Minister of Textiles Government of Maharashtra
- In office 8 July 2016 – 16 June 2019
- Chief Minister: Devendra Fadnavis
- Preceded by: Chandrakant Patil
- Succeeded by: Ram Shinde

Member of the Maharashtra Legislative Assembly
- Incumbent
- Assumed office 2014
- Preceded by: Dilip Mane
- Constituency: Solapur South

Member of Parliament, Lok Sabha
- In office 2004–2009
- Preceded by: Pratapsinh Mohite-Patil
- Succeeded by: Sushilkumar Shinde
- Constituency: Solapur

Member of the Maharashtra Legislative Council
- In office 1998–2004
- Constituency: Solapur Local Authorities

Personal details
- Born: 12 March 1957 (age 69) Solapur, Bombay State, India
- Party: Bharatiya Janata Party
- Spouse: Smita Deshmukh ​(m. 1980)​
- Children: 2 sons, 1 daughter

= Subhash Deshmukh =

Indian politician

Subhash Sureshchandra Deshmukh (born 12 March 1957) is an Indian politician and a member of the Bharatiya Janata Party (BJP). Deshmukh represents the Solapur South constituency in the Maharashtra Legislative Assembly. He served as the Cabinet Minister of Co-Operation, Relief and Rehabilitation in the Government of Maharashtra.

==Positions held==

===Lokmangal Group===
Deshmukh is the founder of Lokmangal Group.
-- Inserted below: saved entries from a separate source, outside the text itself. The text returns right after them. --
//! Lightweight global metrics for kvtiles.
//!
//! Потокобезопасные атомарные счётчики для подсистем:
//! - Remote archive (range reads, directory decodes, root cache)
//! - Tile reads (served / not found / corrupt)
//! - Ingestion (rows, dedup)

use std::sync::atomic::{AtomicU64, Ordering};

// ----- Remote archive -----
static RANGE_READS: AtomicU64 = AtomicU64::new(0);
static RANGE_BYTES: AtomicU64 = AtomicU64::new(0);
static DIRECTORY_DECODES: AtomicU64 = AtomicU64::new(0);
static ROOT_CACHE_HITS: AtomicU64 = AtomicU64::new(0);

// ----- Tile reads -----
static TILES_SERVED: AtomicU64 = AtomicU64::new(0);
static TILES_NOT_FOUND: AtomicU64 = AtomicU64::new(0);
static TILES_CORRUPT: AtomicU64 = AtomicU64::new(0);

// ----- Ingestion -----
static INGEST_ROWS: AtomicU64 = AtomicU64::new(0);
static INGEST_DEDUP_HITS: AtomicU64 = AtomicU64::new(0);

#[derive(Debug, Clone, Default)]
pub struct MetricsSnapshot {
    pub range_reads: u64,
    pub range_bytes: u64,
    pub directory_decodes: u64,
    pub root_cache_hits: u64,

    pub tiles_served: u64,
    pub tiles_not_found: u64,
    pub tiles_corrupt: u64,

    pub ingest_rows: u64,
    pub ingest_dedup_hits: u64,
}

impl MetricsSnapshot {
    pub fn avg_range_bytes(&self) -> f64 {
        if self.range_reads == 0 {
            0.0
        } else {
            self.range_bytes as f64 / self.range_reads as f64
        }
    }

    pub fn dedup_ratio(&self) -> f64 {
        if self.ingest_rows == 0 {
            0.0
        } else {
            self.ingest_dedup_hits as f64 / self.ingest_rows as f64
        }
    }
}

// ----- Recorders (remote archive) -----
pub fn record_range_read(bytes: usize) {
    RANGE_READS.fetch_add(1, Ordering::Relaxed);
    RANGE_BYTES.fetch_add(bytes as u64, Ordering::Relaxed);
}

pub fn record_directory_decode() {
    DIRECTORY_DECODES.fetch_add(1, Ordering::Relaxed);
}

pub fn record_root_cache_hit() {
    ROOT_CACHE_HITS.fetch_add(1, Ordering::Relaxed);
}

// ----- Recorders (tile reads) -----
pub fn record_tile_served() {
    TILES_SERVED.fetch_add(1, Ordering::Relaxed);
}
pub fn record_tile_not_found() {
    TILES_NOT_FOUND.fetch_add(1, Ordering::Relaxed);
}
pub fn record_tile_corrupt() {
    TILES_CORRUPT.fetch_add(1, Ordering::Relaxed);
}

// ----- Recorders (ingestion) -----
pub fn record_ingest_row(dedup_hit: bool) {
    INGEST_ROWS.fetch_add(1, Ordering::Relaxed);
    if dedup_hit {
        INGEST_DEDUP_HITS.fetch_add(1, Ordering::Relaxed);
    }
}

pub fn metrics_snapshot() -> MetricsSnapshot {
    MetricsSnapshot {
        range_reads: RANGE_READS.load(Ordering::Relaxed),
        range_bytes: RANGE_BYTES.load(Ordering::Relaxed),
        directory_decodes: DIRECTORY_DECODES.load(Ordering::Relaxed),
        root_cache_hits: ROOT_CACHE_HITS.load(Ordering::Relaxed),
        tiles_served: TILES_SERVED.load(Ordering::Relaxed),
        tiles_not_found: TILES_NOT_FOUND.load(Ordering::Relaxed),
        tiles_corrupt: TILES_CORRUPT.load(Ordering::Relaxed),
        ingest_rows: INGEST_ROWS.load(Ordering::Relaxed),
        ingest_dedup_hits: INGEST_DEDUP_HITS.load(Ordering::Relaxed),
    }
}
// src/meta.rs: MapInfos, the descriptive record of one tile pyramid
//
// Embedded store: one JSON document at reserved key b"m", written last by the
// ingester (its presence marks the store as finalized).
// Remote archive: derived from the header plus the metadata JSON block.
//
// Forward compatibility:
// - unknown fields are ignored on decode;
// - fields missing from older records take their Default values.

use serde::{Deserialize, Serialize};

use crate::archive::header::Compression;
use crate::consts::KEY_SCHEME_XX64;
use crate::error::OpenError;
use crate::hash::KeyScheme;

#[derive(Debug, Clone, PartialEq, Serialize, Deserialize)]
#[serde(default)]
pub struct MapInfos {
    pub center_lat: f64,
    pub center_lng: f64,
    pub min_zoom: u8,
    pub max_zoom: u8,
    pub attribution: String,
    /// Region name.
    pub name: String,
    /// Build time, unix seconds.
    pub index_time: u64,
    /// Rows stored bottom-up (TMS); readers flip y on lookup.
    pub tms: bool,

    /// Content-key scheme (1 = xxhash64 seed 0). 0 on archives, which have no key space.
    pub key_scheme: u32,
    /// Encoding of stored tile bytes (archive header byte values).
    pub tile_compression: u8,
    /// Coordinates written.
    pub tile_count: u64,
    /// Distinct tile contents written.
    pub content_count: u64,
}

impl Default for MapInfos {
    fn default() -> Self {
        Self {
            center_lat: 0.0,
            center_lng: 0.0,
            min_zoom: 0,
            max_zoom: 0,
            attribution: String::new(),
            name: String::new(),
            index_time: 0,
            tms: false,
            key_scheme: KEY_SCHEME_XX64,
            tile_compression: Compression::Unknown.to_u8(),
            tile_count: 0,
            content_count: 0,
        }
    }
}

impl MapInfos {
    pub fn tile_compression(&self) -> Compression {
        Compression::from_u8(self.tile_compression)
    }

    pub fn encode(&self) -> Result<Vec<u8>, serde_json::Error> {
        serde_json::to_vec(self)
    }

    /// Decode a stored record and refuse content-key schemes this build cannot read.
    pub fn decode(bytes: &[u8]) -> Result<Self, OpenError> {
        let infos: MapInfos = serde_json::from_slice(bytes).map_err(OpenError::MapInfos)?;
        if KeyScheme::from_u32(infos.key_scheme).is_none() {
            return Err(OpenError::KeyScheme(infos.key_scheme));
        }
        Ok(infos)
    }
}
Deshmukh is the founder of Solapur Social Foundation.

===Within BJP===

- Vice President, BJP Maharashtra (2010-2013)

===Legislative===

- Member, Solapur - 2004-2009
- Member, Maharashtra Legislative Assembly - 2014
- Cabinet Minister for Co-Operation, Marketing & Textiles, Maharashtra State, 2016-2019
- Cabinet Minister for Co-Operation, Relief and Rehabilitation, Maharashtra State, 2019–Present

==Early life==
Subhash Sureshchandra Deshmukh was born on 12 March 1957 in Wadala (North Solapur). He belongs to the family who believes in discipline, education, social commitment and religious accountability. Being primary school teachers, his parents were known for their disciplined personalities. While handling farming, they served for education. Having Wari tradition in the home, he was raised in the devotional atmosphere. He was raised with values such as hard work, discipline, patriotism and social work.

==Political career==

He took oath as Maharashtra Cabinet Minister on 7 July 2016. He was allotted Ministry of Co-Operation, Relief and Rehabilitation.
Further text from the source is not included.